Dutta Juhi, Sahu Akshay Kumar, Bhadauria Abhijeet S, Biswal Himansu S
School of Chemical Sciences, National Institute of Science Education and Research (NISER), Bhimpur-Padanpur, Via-Jatni, Khurda, Bhubaneswar 752050, India.
Training School Complex, Homi Bhabha National Institute, Anushakti Nagar, Mumbai 400094, India.
J Chem Inf Model. 2022 Apr 25;62(8):1998-2008. doi: 10.1021/acs.jcim.2c00015. Epub 2022 Mar 16.
Hydrogen bonding (H-bonding) without lone pair(s) of electrons and π-electrons is a concept developed 2-3 years ago. H-bonds involving less electronegative tetrahedral carbon are beyond the classical concept of H-bonds. Herein, we present the first report on H-bonds with tetravalent carbons in proteins. A special bonding arrangement is needed to increase the negative charge density around the sp-hybridized carbon atom. Therefore, less electronegative elements such as As and Mg, when bonded to sp-C, enable the C-atoms as H-bond acceptors.
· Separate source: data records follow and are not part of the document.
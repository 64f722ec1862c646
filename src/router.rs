// ============================================================================
// ROUTER - Navegación por hash con ciclo de vida de página
// ============================================================================
// Una sola suscripción a hashchange para toda la vida de la app. Cada
// navegación limpia la página anterior (timers, flags) antes de montar la
// nueva, y lleva un número de secuencia: si el usuario navega mientras una
// página todavía está cargando, el resultado tardío se descarta.
// ============================================================================

use std::cell::{Cell, RefCell};
use std::rc::Rc;
use wasm_bindgen::closure::Closure;
use wasm_bindgen::prelude::*;
use wasm_bindgen_futures::spawn_local;

use crate::app::AppContext;
use crate::rbac::{self, RouteKey};
use crate::services::session::LOGIN_HASH;
use crate::views;

/// Parámetros del query string del hash (#/requisitions?id=RQ-001).
pub struct RouteParams(Vec<(String, String)>);

impl RouteParams {
    pub fn get(&self, key: &str) -> Option<&str> {
        self.0
            .iter()
            .find(|(k, _)| k == key)
            .map(|(_, v)| v.as_str())
    }
}

/// Lo que una página deja montado y hay que deshacer al salir.
pub struct PageHandle {
    pub cleanup: Option<Box<dyn FnOnce()>>,
}

impl PageHandle {
    pub fn empty() -> Self {
        Self { cleanup: None }
    }

    pub fn with_cleanup<F: FnOnce() + 'static>(f: F) -> Self {
        Self {
            cleanup: Some(Box::new(f)),
        }
    }

    fn run_cleanup(mut self) {
        if let Some(f) = self.cleanup.take() {
            f();
        }
    }
}

/// "#/stock?q=para" -> ("stock", [("q", "para")]). Tolerante a hashes sin
/// "#/" y a pares sin "=".
pub fn parse_hash(hash: &str) -> (String, RouteParams) {
    let h = hash.trim();
    let h = h.strip_prefix('#').unwrap_or(h);
    let h = h.strip_prefix('/').unwrap_or(h);
    let (path, query) = match h.split_once('?') {
        Some((p, q)) => (p, q),
        None => (h, ""),
    };
    let mut params = Vec::new();
    for pair in query.split('&').filter(|s| !s.is_empty()) {
        let (k, v) = pair.split_once('=').unwrap_or((pair, ""));
        params.push((percent_decode(k), percent_decode(v)));
    }
    (path.trim().to_string(), RouteParams(params))
}

/// Decodificador %XX mínimo (los valores vienen de set_hash propio, no de
/// input arbitrario). '+' cuenta como espacio.
fn percent_decode(raw: &str) -> String {
    let bytes = raw.as_bytes();
    let mut out: Vec<u8> = Vec::with_capacity(bytes.len());
    let mut i = 0;
    while i < bytes.len() {
        match bytes[i] {
            b'%' if i + 2 < bytes.len() => {
                let hi = (bytes[i + 1] as char).to_digit(16);
                let lo = (bytes[i + 2] as char).to_digit(16);
                if let (Some(hi), Some(lo)) = (hi, lo) {
                    out.push((hi * 16 + lo) as u8);
                    i += 3;
                } else {
                    out.push(b'%');
                    i += 1;
                }
            }
            b'+' => {
                out.push(b' ');
                i += 1;
            }
            b => {
                out.push(b);
                i += 1;
            }
        }
    }
    String::from_utf8_lossy(&out).into_owned()
}

pub struct Router {
    ctx: Rc<AppContext>,
    current: RefCell<Option<PageHandle>>,
    nav_seq: Cell<u64>,
    hooked: Cell<bool>,
}

impl Router {
    pub fn new(ctx: Rc<AppContext>) -> Rc<Self> {
        Rc::new(Self {
            ctx,
            current: RefCell::new(None),
            nav_seq: Cell::new(0),
            hooked: Cell::new(false),
        })
    }

    /// Registra hashchange (una sola vez) y resuelve la ruta inicial.
    pub fn start(self: &Rc<Self>) -> Result<(), JsValue> {
        if !self.hooked.replace(true) {
            let router = self.clone();
            let closure = Closure::wrap(Box::new(move || {
                let router = router.clone();
                spawn_local(async move {
                    router.navigate().await;
                });
            }) as Box<dyn FnMut()>);
            let window =
                web_sys::window().ok_or_else(|| JsValue::from_str("No window"))?;
            window
                .add_event_listener_with_callback("hashchange", closure.as_ref().unchecked_ref())?;
            closure.forget();
        }

        let router = self.clone();
        spawn_local(async move {
            router.navigate().await;
        });
        Ok(())
    }

    fn set_hash(&self, hash: &str) {
        if let Some(window) = web_sys::window() {
            let _ = window.location().set_hash(hash);
        }
    }

    fn current_hash(&self) -> String {
        web_sys::window()
            .and_then(|w| w.location().hash().ok())
            .unwrap_or_default()
    }

    fn default_hash(&self) -> &'static str {
        if self.ctx.store.is_authed() {
            "#/dashboard"
        } else {
            LOGIN_HASH
        }
    }

    pub async fn navigate(self: Rc<Self>) {
        let seq = self.nav_seq.get() + 1;
        self.nav_seq.set(seq);

        // la página saliente libera sus timers antes de montar nada nuevo
        if let Some(prev) = self.current.borrow_mut().take() {
            prev.run_cleanup();
        }

        let (key, params) = parse_hash(&self.current_hash());
        if key.is_empty() {
            self.set_hash(self.default_hash());
            return;
        }

        let route = match RouteKey::parse(&key) {
            Some(r) => r,
            None => {
                log::warn!("⚠️ [ROUTER] Ruta desconocida '{}', redirigiendo a login", key);
                self.set_hash(LOGIN_HASH);
                return;
            }
        };

        // guard de autenticación: todo menos login exige token
        if route != RouteKey::Login && !self.ctx.store.is_authed() {
            self.set_hash(LOGIN_HASH);
            return;
        }

        log::info!("🧭 [ROUTER] Navegando a {}", route.as_str());

        let result = if route == RouteKey::Login {
            self.render_login().await
        } else if !rbac::is_permitted(self.ctx.store.role(), route) {
            self.render_denied(route)
        } else {
            self.render_page(route, &params).await
        };

        // navegación más nueva en curso: este resultado ya no interesa
        if self.nav_seq.get() != seq {
            if let Ok(handle) = result {
                handle.run_cleanup();
            }
            return;
        }

        match result {
            Ok(handle) => {
                *self.current.borrow_mut() = Some(handle);
            }
            Err(msg) => {
                log::error!("❌ [ROUTER] Error montando {}: {}", route.as_str(), msg);
                self.clone().render_failure(&msg);
            }
        }
    }

    async fn render_login(&self) -> Result<PageHandle, String> {
        let root = views::app_root().ok_or("No existe #app en el documento")?;
        views::login::render(self.ctx.clone(), &root).map_err(|e| format!("{:?}", e))
    }

    fn render_denied(&self, route: RouteKey) -> Result<PageHandle, String> {
        let host = views::shell::render_shell(&self.ctx, RouteKey::Dashboard)
            .map_err(|e| format!("{:?}", e))?;
        views::feedback::render_access_denied(&host, route.menu_label())
            .map_err(|e| format!("{:?}", e))?;
        Ok(PageHandle::empty())
    }

    async fn render_page(&self, route: RouteKey, params: &RouteParams) -> Result<PageHandle, String> {
        let host = views::shell::render_shell(&self.ctx, route).map_err(|e| format!("{:?}", e))?;
        let ctx = self.ctx.clone();
        match route {
            RouteKey::Login => unreachable!("login se monta sin shell"),
            RouteKey::Dashboard => views::dashboard::render(ctx, &host).await,
            RouteKey::Stock => views::stock::render(ctx, &host).await,
            RouteKey::Receive => views::receive::render(ctx, &host).await,
            RouteKey::Issue => views::issue::render(ctx, &host).await,
            RouteKey::Transactions => views::transactions::render(ctx, &host),
            RouteKey::Requisitions => views::requisitions::render(ctx, &host, params).await,
            RouteKey::Admin => views::admin::render(ctx, &host).await,
        }
    }

    fn render_failure(self: Rc<Self>, msg: &str) {
        if let Some(host) = views::page_host() {
            let router = self.clone();
            let _ = views::feedback::render_error_banner(
                &host,
                msg,
                Some(Box::new(move || {
                    let router = router.clone();
                    spawn_local(async move {
                        router.navigate().await;
                    });
                })),
            );
        }
    }
}

#[cfg(test)]
mod tests {
    use super::*;

    #[test]
    fn parses_plain_route() {
        let (key, params) = parse_hash("#/dashboard");
        assert_eq!(key, "dashboard");
        assert_eq!(params.get("id"), None);
    }

    #[test]
    fn parses_query_params() {
        let (key, params) = parse_hash("#/requisitions?id=RQ-001&tab=detail");
        assert_eq!(key, "requisitions");
        assert_eq!(params.get("id"), Some("RQ-001"));
        assert_eq!(params.get("tab"), Some("detail"));
    }

    #[test]
    fn empty_hash_yields_empty_key() {
        assert_eq!(parse_hash("").0, "");
        assert_eq!(parse_hash("#/").0, "");
        assert_eq!(parse_hash("#").0, "");
    }

    #[test]
    fn tolerates_pair_without_value() {
        let (_, params) = parse_hash("#/stock?low&wh=W1");
        assert_eq!(params.get("low"), Some(""));
        assert_eq!(params.get("wh"), Some("W1"));
    }

    #[test]
    fn decodes_percent_sequences() {
        let (_, params) = parse_hash("#/stock?q=%E0%B8%A2%E0%B8%B2+A%20B");
        assert_eq!(params.get("q"), Some("ยา A B"));
    }

    #[test]
    fn malformed_percent_passes_through() {
        let (_, params) = parse_hash("#/stock?q=100%");
        assert_eq!(params.get("q"), Some("100%"));
    }
}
Careful protein structure analysis aided by several quantum chemical calculations suggests that these H-bonds are weak to moderate in strength. We developed an empirical equation to estimate the C-H···C H-bond energy in proteins from the distances between the C- and H-atoms. In proteins, the binding energies range from -5.4 to -14.0 kJ/mol. The C-H···C H-bonds assist the substrate binding in proteins. We also explored the potential role of these carbon-centered H-bonds in C-H bond activation through σ-bond metathesis. To our surprise, contribution from these H-bonds is almost of similar magnitude as that from C-H···π H-bonds for C-H bond activation.
不含孤对电子和π电子的氢键(H键)是2 - 3年前提出的概念。涉及电负性较小的四面体碳的H键超出了经典H键的概念。在此,我们首次报道了蛋白质中与四价碳形成的H键。需要一种特殊的键合排列来增加sp杂化碳原子周围的负电荷密度。因此,当与sp - C键合时,砷和镁等电负性较小的元素能使碳原子作为H键受体。借助多种量子化学计算进行的仔细蛋白质结构分析表明,这些H键的强度较弱到中等。我们开发了一个经验方程,根据C原子和H原子之间的距离来估算蛋白质中C - H···C H键的能量。在蛋白质中,结合能范围为 - 5.4至 - 14.0 kJ/mol。C - H···C H键有助于蛋白质中的底物结合。我们还通过σ键复分解探索了这些以碳为中心的H键在C - H键活化中的潜在作用。令我们惊讶的是,对于C - H键活化,这些H键的贡献几乎与C - H···π H键的贡献大小相似。